Однако творил он, как я уже сказал, и после революции, и творил сравнительно много. Сам он отлично сознавал, что для композиторской деятельности в зарубежье ему не хватает «чего-то». Окружающим он часто говорил:
— Когда я жил и работал на берегах Невы, источником моего творчества были и западноевропейский мир, и классика древнего мира, и восточная экзотика… Меня тянуло и на Шекспира, и на Ростана, и на древнюю мифологию… Сейчас, когда я нахожусь на берегах Сены, меня тянет только в одном направлении — туда, где дуют родные ветры и где слышится родное слово…
В последние годы своей жизни Н.Н. Черепнин интересовался русским музыкальным наследием древнего периода и разрабатывал древнерусские церковные напевы. По этим мотивам он создал два крупных произведения: ораторию в нескольких частях — «Хождение Богородицы по мукам» и «Церковную сюиту» для оркестра. Продолжал он также писать фортепьянные сочинения, балетную музыку и романсы, значительная часть которых осталась неизданной. Но едва ли не самым интересным сочинением зарубежного периода его композиторской деятельности является двухактная опера «Сват», представляющая собой музыкальное переложение знаменитой пьесы А.Н. Островского «Бедность не порок», притом такое переложение, в котором текст Островского почти не подвергся изменениям. Задумана она им была значительно раньше. Возможно, что эскизы её также существовали раньше.

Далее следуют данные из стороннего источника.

//! Immutable records with shared field storage.

use std::collections::BTreeMap;
use std::fmt;
use std::sync::Arc;

use super::Value;

/// An immutable mapping from field names to values.
///
/// Field storage sits behind an [`Arc`]: cloning a record is a pointer copy,
/// and [`Record::insert`] copies only the top-level table while reusing every
/// untouched field value by reference.
///
/// A record never holds [`Value::Absent`]: inserting an absent value removes
/// the field instead.
///
/// # Examples
///
/// ```rust
/// use focal::value::{Record, Value};
///
/// let record: Record = [("a", 1), ("b", 2)].into_iter().collect();
/// let updated = record.insert("a", Value::from(10));
///
/// assert_eq!(record.get("a"), Some(&Value::from(1)));
/// assert_eq!(updated.get("a"), Some(&Value::from(10)));
///
/// let removed = updated.insert("b", Value::Absent);
/// assert!(!removed.contains_key("b"));
/// ```
#[derive(Clone, Default, PartialEq)]
pub struct Record {
    fields: Arc<BTreeMap<Arc<str>, Value>>,
}

impl Record {
    /// Creates an empty record.
    pub fn new() -> Self {
        Self::default()
    }

    /// Returns the number of fields.
    pub fn len(&self) -> usize {
        self.fields.len()
    }

    /// Returns `true` if the record has no fields.
    pub fn is_empty(&self) -> bool {
        self.fields.is_empty()
    }

    /// Returns the value of an own field.
    pub fn get(&self, name: &str) -> Option<&Value> {
        self.fields.get(name)
    }

    /// Returns `true` if the record owns a field named `name`.
    pub fn contains_key(&self, name: &str) -> bool {
        self.fields.contains_key(name)
    }

    /// Returns a new record with `name` bound to `value`.
    ///
    /// Inserting [`Value::Absent`] is the same as [`Record::remove`].
    #[must_use]
    pub fn insert(&self, name: impl Into<Arc<str>>, value: Value) -> Self {
        let name = name.into();
        if value.is_absent() {
            return self.remove(&name);
        }
        let mut fields = BTreeMap::clone(&self.fields);
        fields.insert(name, value);
        Self {
            fields: Arc::new(fields),
        }
    }

    /// Returns a new record without `name`.
    ///
    /// When the field is not present the result shares storage with `self`.
    #[must_use]
    pub fn remove(&self, name: &str) -> Self {
        if !self.contains_key(name) {
            return self.clone();
        }
        let mut fields = BTreeMap::clone(&self.fields);
        fields.remove(name);
        Self {
            fields: Arc::new(fields),
        }
    }

    /// Returns an iterator over fields in name order.
    pub fn iter(&self) -> impl Iterator<Item = (&Arc<str>, &Value)> {
        self.fields.iter()
    }

    /// Returns an iterator over field names in order.
    pub fn keys(&self) -> impl Iterator<Item = &Arc<str>> {
        self.fields.keys()
    }

    /// Returns `true` if both records share the same field storage.
    pub fn ptr_eq(&self, other: &Self) -> bool {
        Arc::ptr_eq(&self.fields, &other.fields)
    }
}

impl<K, V> FromIterator<(K, V)> for Record
where
    K: Into<Arc<str>>,
    V: Into<Value>,
{
    fn from_iter<I: IntoIterator<Item = (K, V)>>(iter: I) -> Self {
        let fields = iter
            .into_iter()
            .map(|(name, value)| (name.into(), value.into()))
            .filter(|(_, value): &(Arc<str>, Value)| !value.is_absent())
            .collect();
        Self {
            fields: Arc::new(fields),
        }
    }
}

impl fmt::Debug for Record {
    fn fmt(&self, formatter: &mut fmt::Formatter<'_>) -> fmt::Result {
        formatter.debug_map().entries(self.fields.iter()).finish()
    }
}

При одной из моих встреч с ним он сказал:
— Со времени моей молодости в моих ушах звучит этот своеобразный, неповторимый и изумительный язык Островского — язык Замоскворечья старых времён… Никто ещё не решался по-настоящему положить на музыку эту особенную речь. А я вот решился… Долго колебался в выборе пьесы. Остановился на «Бедности…». Какая красочность! Какие типы! Я иду в ней по стопам Мусоргского и задался целью передать в моей опере нормальные интонации человеческой речи. Кажется, получилось неплохо…
В этом новом для него виде искусства Черепнин не порвал с традициями русской музыкальной мысли оперных композиторов «Могучей кучки». По духу эта опера стоит ближе всего, конечно, к Мусоргскому, перед гением которого он преклонялся больше, чем перед кем-нибудь другим из почитаемых им русских классиков. Но влияние окружавшей его французской музыкальной среды сказалось и на этом произведении. Кое-где, особенно во втором акте, Черепнин отдал (в окончательной редакции) неизбежную дань так называемому «западному модернизму» со всеми присущими этому направлению музыкальными абсурдами. Но и с этой оговоркой нельзя не признать того выдающегося интереса, который представляет эта смелая попытка большого русского музыканта передать в оперной форме одно из лучших творений гениального русского драматурга.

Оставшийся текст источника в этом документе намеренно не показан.